[Stored data]
★ ★ ★ ★ ★ ★ ★
//! Browse sampling, personalization and the last-playlist cache

mod helpers;

use helpers::*;
use moody_common::{Emotion, Error, VoteContext};
use moody_tunes::db::provider_auth;
use moody_tunes::services::browse::{BrowseRequest, CenterSource};
use moody_tunes::services::votes::CastVote;
use std::collections::HashSet;

fn happy(jitter: f64, limit: usize) -> BrowseRequest {
    BrowseRequest {
        emotion: Some(Emotion::Happy),
        jitter: Some(jitter),
        limit: Some(limit),
        ..BrowseRequest::default()
    }
}

async fn upvote(app: &TestApp, user_id: uuid::Uuid, code: &str, context: VoteContext) {
    app.state
        .votes
        .cast_vote(
            user_id,
            &CastVote {
                song_code: code.to_string(),
                emotion: Emotion::Happy,
                vote: true,
                context,
                description: String::new(),
            },
        )
        .await
        .unwrap();
}

/// Forty songs spread evenly over the attribute space
async fn seed_grid(app: &TestApp) -> Vec<String> {
    let catalog: Vec<_> = (0..40)
        .map(|i| {
            let step = i as f64 / 40.0;
            song(
                &track_code(100 + i),
                &format!("Artist {}", i % 7),
                if i % 2 == 0 { "pop" } else { "rock" },
                0.3 + step * 0.5,
                0.45 + step * 0.5,
                0.35 + step * 0.5,
            )
        })
        .collect();
    insert_songs(app.db(), &catalog).await;
    catalog.into_iter().map(|s| s.code).collect()
}

#[tokio::test]
async fn test_browse_never_returns_voted_songs() {
    let app = test_app().await;
    let alice = app.user("alice").await;
    let (a, b, c) = (track_code(1), track_code(2), track_code(3));
    insert_songs(
        app.db(),
        &[
            song(&a, "Artist A", "pop", 0.6, 0.8, 0.5),
            song(&b, "Artist B", "pop", 0.4, 0.6, 0.7),
            song(&c, "Artist C", "rock", 0.5, 0.7, 0.6),
        ],
    )
    .await;
    seed_grid(&app).await;

    for code in [&a, &b, &c] {
        upvote(&app, alice.id, code, VoteContext::Unspecified).await;
    }

    let voted: HashSet<&String> = [&a, &b, &c].into_iter().collect();
    for _ in 0..25 {
        let result = app.state.browse.browse(alice.id, &happy(0.05, 9)).await.unwrap();
        assert!(result.songs.iter().all(|s| !voted.contains(&s.code)));
    }
}

#[tokio::test]
async fn test_browse_results_stay_inside_window() {
    let app = test_app().await;
    let alice = app.user("alice").await;
    seed_grid(&app).await;

    for jitter in [0.0, 0.05, 0.1, 0.3] {
        for _ in 0..10 {
            let result = app.state.browse.browse(alice.id, &happy(jitter, 6)).await.unwrap();
            assert!(result.songs.len() <= 6);
            assert_eq!(result.center_source, CenterSource::UserEmotion);
            let center = result.center.axis(result.axis);
            for song in &result.songs {
                let value = song.attributes().axis(result.axis);
                assert!(
                    (value - center).abs() <= jitter + 1e-9,
                    "{} on {:?} is outside {} ± {}",
                    value,
                    result.axis,
                    center,
                    jitter
                );
            }
        }
    }
}

#[tokio::test]
async fn test_zero_jitter_finds_song_at_center() {
    let app = test_app().await;
    let alice = app.user("alice").await;
    let center = Emotion::Happy.default_attributes();
    let exact = track_code(7);
    insert_songs(
        app.db(),
        &[
            song(&exact, "Exact", "pop", center.energy, center.valence, center.danceability),
            song(&track_code(8), "Other", "pop", 0.11, 0.12, 0.13),
            song(&track_code(9), "Other", "pop", 0.91, 0.92, 0.93),
        ],
    )
    .await;

    let result = app.state.browse.browse(alice.id, &happy(0.0, 9)).await.unwrap();
    let codes: Vec<&str> = result.songs.iter().map(|s| s.code.as_str()).collect();
    assert_eq!(codes, vec![exact.as_str()]);
}

#[tokio::test]
async fn test_top_artists_are_preferred() {
    let app = test_app().await;
    let alice = app.user("alice").await;
    let auth = app.link_all_scopes(&alice).await;
    provider_auth::save_top_artists(app.db(), auth.id, &["Favourite".to_string()])
        .await
        .unwrap();

    let center = Emotion::Happy.default_attributes();
    let mut catalog = Vec::new();
    for i in 0..3 {
        catalog.push(song(
            &track_code(10 + i),
            "Favourite",
            "pop",
            center.energy,
            center.valence,
            center.danceability,
        ));
    }
    for i in 0..12 {
        catalog.push(song(
            &track_code(20 + i),
            "Somebody Else",
            "pop",
            center.energy,
            center.valence,
            center.danceability,
        ));
    }
    insert_songs(app.db(), &catalog).await;

    let result = app.state.browse.browse(alice.id, &happy(0.1, 3)).await.unwrap();
    assert_eq!(result.songs.len(), 3);
    assert!(result.songs.iter().all(|s| s.artist == "Favourite"));

    // Short top-artist pass is filled from the rest of the catalog
    let result = app.state.browse.browse(alice.id, &happy(0.1, 8)).await.unwrap();
    assert_eq!(result.songs.len(), 8);
    assert_eq!(result.songs.iter().filter(|s| s.artist == "Favourite").count(), 3);
    let unique: HashSet<&str> = result.songs.iter().map(|s| s.code.as_str()).collect();
    assert_eq!(unique.len(), 8);
}

#[tokio::test]
async fn test_context_upvotes_drive_center() {
    let app = test_app().await;
    let alice = app.user("alice").await;
    let party_song = track_code(1);
    insert_songs(app.db(), &[song(&party_song, "DJ", "dance", 0.9, 0.9, 0.9)]).await;
    seed_grid(&app).await;
    upvote(&app, alice.id, &party_song, VoteContext::Party).await;

    let request = BrowseRequest {
        context: Some(VoteContext::Party),
        ..happy(0.1, 5)
    };
    let result = app.state.browse.browse(alice.id, &request).await.unwrap();
    assert_eq!(result.center_source, CenterSource::ContextUpvotes);
    assert_close(result.center.energy, 0.9);
    assert_eq!(result.context, VoteContext::Party);
    assert!(result.songs.iter().all(|s| s.code != party_song));

    // No up-votes in this context: fall back to the emotion center
    let request = BrowseRequest {
        context: Some(VoteContext::Work),
        ..happy(0.1, 5)
    };
    let result = app.state.browse.browse(alice.id, &request).await.unwrap();
    assert_eq!(result.center_source, CenterSource::UserEmotion);
}

#[tokio::test]
async fn test_genre_filter_narrows_results() {
    let app = test_app().await;
    let alice = app.user("alice").await;
    seed_grid(&app).await;

    let request = BrowseRequest {
        genre: Some("rock".to_string()),
        ..happy(0.5, 25)
    };
    let result = app.state.browse.browse(alice.id, &request).await.unwrap();
    assert!(!result.songs.is_empty());
    assert!(result.songs.iter().all(|s| s.genre == "rock"));
}

#[tokio::test]
async fn test_browse_rejects_bad_parameters() {
    let app = test_app().await;
    let alice = app.user("alice").await;

    let cases = [
        BrowseRequest::default(),
        happy(0.6, 9),
        happy(-0.1, 9),
        happy(0.1, 0),
        happy(0.1, 26),
        BrowseRequest {
            description: Some("no <tags>".to_string()),
            ..happy(0.1, 9)
        },
    ];
    for request in &cases {
        let err = app.state.browse.browse(alice.id, request).await.unwrap_err();
        assert!(matches!(err, Error::InvalidInput(_)), "{:?} accepted", request);
    }
}

#[tokio::test]
async fn test_last_playlist_drops_songs_voted_since() {
    let app = test_app().await;
    let alice = app.user("alice").await;
    let center = Emotion::Happy.default_attributes();
    let catalog: Vec<_> = (0..4)
        .map(|i| {
            song(
                &track_code(30 + i),
                "Band",
                "pop",
                center.energy,
                center.valence,
                center.danceability,
            )
        })
        .collect();
    insert_songs(app.db(), &catalog).await;

    assert!(app
        .state
        .browse_cache
        .last_playlist(app.db(), alice.id)
        .await
        .unwrap()
        .is_none());

    let request = BrowseRequest {
        description: Some("sunny day".to_string()),
        ..happy(0.0, 4)
    };
    let result = app.state.browse.browse(alice.id, &request).await.unwrap();
    assert_eq!(result.songs.len(), 4);

    let voted = result.songs[0].code.clone();
    upvote(&app, alice.id, &voted, VoteContext::Unspecified).await;

    let last = app
        .state
        .browse_cache
        .last_playlist(app.db(), alice.id)
        .await
        .unwrap()
        .unwrap();
    assert_eq!(last.emotion, Emotion::Happy);
    assert_eq!(last.description, "sunny day");
    assert_eq!(last.songs.len(), 3);
    assert!(last.songs.iter().all(|s| s.code != voted));

    // Another user's cache entry is independent
    let bob = app.user("bob").await;
    assert!(app
        .state
        .browse_cache
        .last_playlist(app.db(), bob.id)
        .await
        .unwrap()
        .is_none());
}
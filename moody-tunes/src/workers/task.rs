//! Background task definitions

use crate::config::RuntimeSettings;
use crate::workers::retry_policy::RetryPolicy;
use moody_common::Emotion;
use serde::{Deserialize, Serialize};
use std::path::PathBuf;
use uuid::Uuid;

/// Playlist export snapshot taken when the request was accepted
#[derive(Debug, Clone, PartialEq, Serialize, Deserialize)]
pub struct ExportJob {
    pub auth_id: i64,
    pub playlist_name: String,
    /// Track URIs in the order they should appear remotely
    pub song_codes: Vec<String>,
    /// JPEG persisted for this job, removed once the tracks are in place
    #[serde(default)]
    pub cover_image_path: Option<PathBuf>,
}

/// Unit of background work; serialized into the `tasks.payload` column
#[derive(Debug, Clone, PartialEq, Serialize, Deserialize)]
#[serde(tag = "kind", rename_all = "snake_case")]
pub enum Task {
    ExportPlaylist(ExportJob),
    FetchSong { code: String, username: String },
    RefreshTopArtists { auth_id: i64 },
    RefreshAllTopArtists,
    RecomputeUserEmotion { user_id: Uuid, emotion: Emotion },
}

impl Task {
    pub fn kind(&self) -> &'static str {
        match self {
            Task::ExportPlaylist(_) => "export_playlist",
            Task::FetchSong { .. } => "fetch_song",
            Task::RefreshTopArtists { .. } => "refresh_top_artists",
            Task::RefreshAllTopArtists => "refresh_all_top_artists",
            Task::RecomputeUserEmotion { .. } => "recompute_user_emotion",
        }
    }

    pub fn retry_policy(&self, settings: &RuntimeSettings) -> RetryPolicy {
        match self {
            Task::ExportPlaylist(_) => RetryPolicy::export(settings),
            _ => RetryPolicy::default(),
        }
    }
}

#[cfg(test)]
mod tests {
    use super::*;

    #[test]
    fn test_payload_carries_kind_tag() {
        let task = Task::FetchSong {
            code: "spotify:track:4uLU6hMCjMI75M1A2tKUQC".to_string(),
            username: "alice".to_string(),
        };
        let payload = serde_json::to_value(&task).unwrap();
        assert_eq!(payload["kind"], task.kind());

        let export = Task::ExportPlaylist(ExportJob {
            auth_id: 7,
            playlist_name: "my-happy".to_string(),
            song_codes: vec!["sp:X".to_string()],
            cover_image_path: None,
        });
        let payload = serde_json::to_string(&export).unwrap();
        assert!(payload.contains("\"kind\":\"export_playlist\""));
        assert_eq!(serde_json::from_str::<Task>(&payload).unwrap(), export);

        let fan_out = serde_json::to_string(&Task::RefreshAllTopArtists).unwrap();
        assert_eq!(fan_out, r#"{"kind":"refresh_all_top_artists"}"#);
    }

    #[test]
    fn test_export_uses_export_policy() {
        let settings = RuntimeSettings::default();
        let export = Task::ExportPlaylist(ExportJob {
            auth_id: 1,
            playlist_name: "x".to_string(),
            song_codes: Vec::new(),
            cover_image_path: None,
        });
        assert_eq!(export.retry_policy(&settings).initial_backoff_secs, 900);
        assert_eq!(Task::RefreshAllTopArtists.retry_policy(&settings).initial_backoff_secs, 60);
    }
}
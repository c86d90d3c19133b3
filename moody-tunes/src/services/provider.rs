//! Music provider abstraction
//!
//! Everything the service needs from the external catalog and playlist
//! host. `SpotifyClient` is the production implementation; tests plug in
//! scripted fakes.

use async_trait::async_trait;
use moody_common::Result;
use serde::{Deserialize, Serialize};

/// Tokens returned by the authorization-code exchange
#[derive(Clone, PartialEq)]
pub struct UserTokens {
    pub access_token: String,
    pub refresh_token: String,
}

impl std::fmt::Debug for UserTokens {
    fn fmt(&self, f: &mut std::fmt::Formatter<'_>) -> std::fmt::Result {
        f.debug_struct("UserTokens")
            .field("access_token", &"[REDACTED]")
            .field("refresh_token", &"[REDACTED]")
            .finish()
    }
}

/// Track metadata by URI
#[derive(Debug, Clone, PartialEq, Serialize, Deserialize)]
pub struct TrackInfo {
    pub code: String,
    pub name: String,
    pub artist: String,
}

/// Audio features of one track; missing values come back as `None`
#[derive(Debug, Clone, Copy, PartialEq, Default, Serialize, Deserialize)]
pub struct AudioFeatures {
    pub valence: Option<f64>,
    pub energy: Option<f64>,
    pub danceability: Option<f64>,
}

/// A playlist owned by the provider user
#[derive(Debug, Clone, PartialEq, Serialize, Deserialize)]
pub struct RemotePlaylist {
    pub id: String,
    pub name: String,
}

#[async_trait]
pub trait MusicProvider: Send + Sync {
    /// URL the user visits to grant the application access
    fn authorization_url(&self, state: &str, scopes: &[&str]) -> Result<String>;

    /// Authorization code → user tokens
    async fn exchange_code(&self, code: &str) -> Result<UserTokens>;

    /// Refresh token → new access token
    async fn refresh_access_token(&self, refresh_token: &str) -> Result<String>;

    /// Provider id of the token's owner
    async fn current_user_id(&self, access_token: &str) -> Result<String>;

    /// Track metadata (application credentials)
    async fn track(&self, code: &str) -> Result<TrackInfo>;

    /// Audio features in request order, `None` where the provider has none
    async fn audio_features(&self, codes: &[String]) -> Result<Vec<Option<AudioFeatures>>>;

    async fn user_playlists(
        &self,
        access_token: &str,
        provider_user_id: &str,
    ) -> Result<Vec<RemotePlaylist>>;

    /// Create an empty playlist and return its id
    async fn create_playlist(
        &self,
        access_token: &str,
        provider_user_id: &str,
        name: &str,
    ) -> Result<String>;

    /// Every track URI currently in the playlist, in playlist order
    async fn playlist_track_uris(&self, access_token: &str, playlist_id: &str)
        -> Result<Vec<String>>;

    /// Append tracks in order
    async fn add_tracks(&self, access_token: &str, playlist_id: &str, uris: &[String])
        -> Result<()>;

    async fn remove_tracks(
        &self,
        access_token: &str,
        playlist_id: &str,
        uris: &[String],
    ) -> Result<()>;

    /// Replace the playlist cover with a JPEG image
    async fn upload_playlist_cover(
        &self,
        access_token: &str,
        playlist_id: &str,
        jpeg: &[u8],
    ) -> Result<()>;

    /// Names of the user's top artists, most listened first
    async fn top_artists(&self, access_token: &str, limit: usize) -> Result<Vec<String>>;
}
★ ★ ★ ★ ★ ★ ★
#### Assignment
Going through the records, say how many lines hold the string "Option". Only the number should be given.

#### Answer section
5